A good example of an externality is pollution. A power plant generates electricity, which it sells to its customers. The pollution from this transaction however, is felt by others, and no market exists for the pollution. The important point is that no market exists for an externality. The market, by definition, cannot handle externalities.
Externalities abound in the generation of renewable energy. A customer installs rooftop solar and uses net metering to buy or sell to the local utility. As far as the customer and the installer are concerned, that is the entire transaction.
But the installation imposes externality costs on the grid in the form of balancing costs, VAR (volt-amp reactance) support, reserve requirements, etc. Unless these externality costs are internalized by establishing a market for them, the market cannot optimize the system.
Different types of renewables impose different externality costs, and after reviewing the multitude of renewable options, we have two choices. We can internalize all of the costs, carbon, reserves, VAR support, balancing costs, transmission etc., and let the market work.
Or we can return to regulation and use the least-cost planning concept, where regulators look at the total costs of each renewable scheme and pick winners and losers. I vastly prefer the market. But the market cannot work as currently configured, since it does not recognize externality costs.
Let’s now look at just two interrelated factors in system reliability, both of which impose externality costs on the grid, ACE and Frequency Bias. Let’s also look at how renewables change the costs for this service.

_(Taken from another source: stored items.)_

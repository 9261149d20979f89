//! Grouped-bar-chart encoding intents.
//!
//! The engine supplies data plus encoding intent only; pixel rendering
//! belongs to the external chart collaborator. Each view carries two
//! identically shaped charts, one per summed measure: bars along `name`,
//! colored by `camp_name`, faceted by `action_date`.

use serde::Serialize;

use dash_model::{COL_ACTION_DATE, COL_CAMP_NAME, COL_NAME};

use crate::aggregate::AggregateRow;

/// Which summed measure a chart plots.
#[derive(Debug, Clone, Copy, PartialEq, Eq, Serialize)]
#[serde(rename_all = "snake_case")]
pub enum Measure {
    TotalOrder,
    TotalPayout,
}

impl Measure {
    /// Column name of the measure in the pivot frame.
    pub fn column(self) -> &'static str {
        match self {
            Measure::TotalOrder => "sum_Total_Order",
            Measure::TotalPayout => "sum_Total_Payout",
        }
    }

    /// Axis label shown to the user.
    pub fn label(self) -> &'static str {
        match self {
            Measure::TotalOrder => "Total Orders",
            Measure::TotalPayout => "Total Payouts",
        }
    }

    pub fn title(self) -> &'static str {
        match self {
            Measure::TotalOrder => "Total Orders by Campaign and Date",
            Measure::TotalPayout => "Total Payouts by Campaign and Date",
        }
    }

    fn value(self, row: &AggregateRow) -> f64 {
        match self {
            Measure::TotalOrder => row.sum_total_order,
            Measure::TotalPayout => row.sum_total_payout,
        }
    }
}

/// One bar: position along x, series (color), facet, height.
#[derive(Debug, Clone, PartialEq, Serialize)]
pub struct ChartBar {
    pub x: String,
    pub series: String,
    pub facet: String,
    pub value: f64,
}

/// A declarative grouped-bar-chart specification for the renderer.
#[derive(Debug, Clone, PartialEq, Serialize)]
pub struct ChartSpec {
    pub title: String,
    pub measure: Measure,
    /// Column driving bar position.
    pub x_column: &'static str,
    /// Column driving bar color/grouping.
    pub series_column: &'static str,
    /// Column splitting the chart into facets.
    pub facet_column: &'static str,
    pub value_label: &'static str,
    pub bars: Vec<ChartBar>,
}

impl ChartSpec {
    /// Build the grouped bar chart of one measure over the aggregate rows.
    pub fn grouped_bar(measure: Measure, rows: &[AggregateRow]) -> Self {
        let bars = rows
            .iter()
            .map(|row| ChartBar {
                x: row.name.clone(),
                series: row.camp_name.clone(),
                facet: row.action_date.clone(),
                value: measure.value(row),
            })
            .collect();
        Self {
            title: measure.title().to_string(),
            measure,
            x_column: COL_NAME,
            series_column: COL_CAMP_NAME,
            facet_column: COL_ACTION_DATE,
            value_label: measure.label(),
            bars,
        }
    }

    /// Distinct facet values in bar order, for renderers that lay out one
    /// panel per `action_date`.
    pub fn facets(&self) -> Vec<&str> {
        let mut facets: Vec<&str> = Vec::new();
        for bar in &self.bars {
            if !facets.contains(&bar.facet.as_str()) {
                facets.push(&bar.facet);
            }
        }
        facets
    }
}

/// The two chart specifications of a dashboard view, in display order.
pub fn chart_specs(rows: &[AggregateRow]) -> Vec<ChartSpec> {
    vec![
        ChartSpec::grouped_bar(Measure::TotalOrder, rows),
        ChartSpec::grouped_bar(Measure::TotalPayout, rows),
    ]
}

The electric grid is like a large lake. Thousands of plants are pouring water into the lake. Millions of customers are taking water out of spigots on the bottom. At the same time, companies are buying and selling across the grid.
How do we keep track of who is using what power? The simple answer is, we don’t. We make no attempt to track which power goes where, because we can’t. But we must keep the grid in balance, as at any instance sources must be equal to uses. To achieve this balance, we utilize a concept known as Area Control Error, ACE.
ACE is the difference between the electricity each utility is putting into the grid through generation or purchases, and the amount we are taking out either through load, losses or sales.
We don’t actually calculate ACE by subtracting uses from sources. Instead, we use a simple method that has the advantage of each measurement being verified by another utility.
Every utility is a control (balancing) area, or is a part of one. That control area will be connected to other control areas by tie-lines. These lines are accurately metered at the interconnection point by both utilities.
If a utility is neither buying nor selling outside its control area, its net tie-line flows should be zero. Net tie-line flow is simply the sum of all flows into and out of the system.
If there is a net outflow of two megawatts, then the utility is generating two megawatts too much. The utility should reduce its generation by two megawatts.
If there is a net inflow of three megawatts, then the utility is short three megawatts. It must increase generation by three megawatts.
Now assume the utility is selling fifty megawatts to another utility. Its net tie-line flows should be fifty megawatts out of the system. If they are not fifty megawatts, the utility must compensate.
Thus every utility measures their tie-line flows and keeps their actual net flows equal to their scheduled flows. The overall result is that the entire system is in balance.
What do we do if ACE is not equal to zero? How do we achieve the second–to-second balancing required?
For small ACE errors, the error is corrected by one plant on AGC, automatic generation control. The AGC plant receives its control input from the ACE signal.
If ACE is minus two megawatts, the AGC plant increases its output by two megawatts. This brings ACE back to zero.
If the ACE signal is plus one megawatt, the plant then decreases its output by one megawatt to bring ACE back to zero. For larger errors, additional plants need to increase or decrease output, or be brought on-line.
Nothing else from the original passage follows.